Records excerpted from a collection -
=== Section Start ===

//! Identity cache for hydrated records.

use std::fmt;

use moka::sync::Cache;

use crate::value::{Record, Value};

/// Cache of records keyed by table and id.
///
/// Implementations must allow concurrent access from any thread.
pub trait ObjectCache: Send + Sync {
    /// Returns the cached record for `id`.
    fn get(&self, table: &str, id: &Value) -> Option<Record>;

    /// Stores a record under `id`.
    fn put(&self, table: &str, id: &Value, record: Record);

    /// Drops the record cached under `id`.
    fn remove(&self, table: &str, id: &Value);

    /// Moves the record cached under `old_id` to `new_id`, returning it.
    fn update_id(&self, table: &str, old_id: &Value, new_id: &Value) -> Option<Record>;

    /// Drops every record of a table.
    fn clear(&self, table: &str);

    /// Drops every record.
    fn clear_all(&self);

    /// Number of records cached for a table.
    fn size(&self, table: &str) -> u64;
}

type TableCache = Cache<String, Record>;

/// Bounded in-memory cache, evicting the least recently used records of each table.
#[derive(Clone)]
pub struct LruObjectCache {
    capacity: u64,
    tables: Cache<String, TableCache>,
}

impl LruObjectCache {
    /// Creates a cache holding at most `capacity` records per table.
    #[must_use]
    pub fn new(capacity: u64) -> Self {
        Self {
            capacity,
            tables: Cache::builder().build(),
        }
    }

    fn table(&self, table: &str) -> TableCache {
        let capacity = self.capacity;
        self.tables.get_with(table.to_string(), || Cache::builder().max_capacity(capacity).build())
    }
}

impl fmt::Debug for LruObjectCache {
    fn fmt(&self, f: &mut fmt::Formatter<'_>) -> fmt::Result {
        f.debug_struct("LruObjectCache").field("capacity", &self.capacity).finish_non_exhaustive()
    }
}

impl ObjectCache for LruObjectCache {
    fn get(&self, table: &str, id: &Value) -> Option<Record> {
        self.tables.get(table)?.get(&id.to_string())
    }

    fn put(&self, table: &str, id: &Value, record: Record) {
        tracing::trace!(table, %id, "caching record");
        self.table(table).insert(id.to_string(), record);
    }

    fn remove(&self, table: &str, id: &Value) {
        if let Some(cache) = self.tables.get(table) {
            cache.invalidate(&id.to_string());
        }
    }

    fn update_id(&self, table: &str, old_id: &Value, new_id: &Value) -> Option<Record> {
        let cache = self.tables.get(table)?;
        let record = cache.remove(&old_id.to_string())?;
        cache.insert(new_id.to_string(), record.clone());
        Some(record)
    }

    fn clear(&self, table: &str) {
        if let Some(cache) = self.tables.get(table) {
            cache.invalidate_all();
        }
    }

    fn clear_all(&self) {
        self.tables.invalidate_all();
    }

    fn size(&self, table: &str) -> u64 {
        self.tables.get(table).map_or(0, |cache| {
            cache.run_pending_tasks();
            cache.entry_count()
        })
    }
}

#[cfg(test)]
mod tests {
    use super::*;

    #[test]
    fn put_get_remove() {
        let cache = LruObjectCache::new(10);
        let id = Value::Long(1);
        cache.put("account", &id, Record::new("account").with("id", 1_i64));

        assert_eq!(cache.get("account", &id).unwrap().get("id"), &Value::Long(1));
        assert!(cache.get("order", &id).is_none());
        assert_eq!(cache.size("account"), 1);

        cache.remove("account", &id);
        assert!(cache.get("account", &id).is_none());
    }

    #[test]
    fn moves_ids() {
        let cache = LruObjectCache::new(10);
        cache.put("account", &Value::Long(1), Record::new("account"));
        assert!(cache.update_id("account", &Value::Long(1), &Value::Long(2)).is_some());
        assert!(cache.get("account", &Value::Long(1)).is_none());
        assert!(cache.get("account", &Value::Long(2)).is_some());

        cache.clear_all();
        assert!(cache.get("account", &Value::Long(2)).is_none());
    }
}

=== Section End ===

Try it - The expected answer is each line of the records above that includes the string "Long".

Task answer -
        let id = Value::Long(1);
        assert_eq!(cache.get("account", &id).unwrap().get("id"), &Value::Long(1));
        cache.put("account", &Value::Long(1), Record::new("account"));
        assert!(cache.update_id("account", &Value::Long(1), &Value::Long(2)).is_some());
        assert!(cache.get("account", &Value::Long(1)).is_none());
        assert!(cache.get("account", &Value::Long(2)).is_some());
        assert!(cache.get("account", &Value::Long(2)).is_none());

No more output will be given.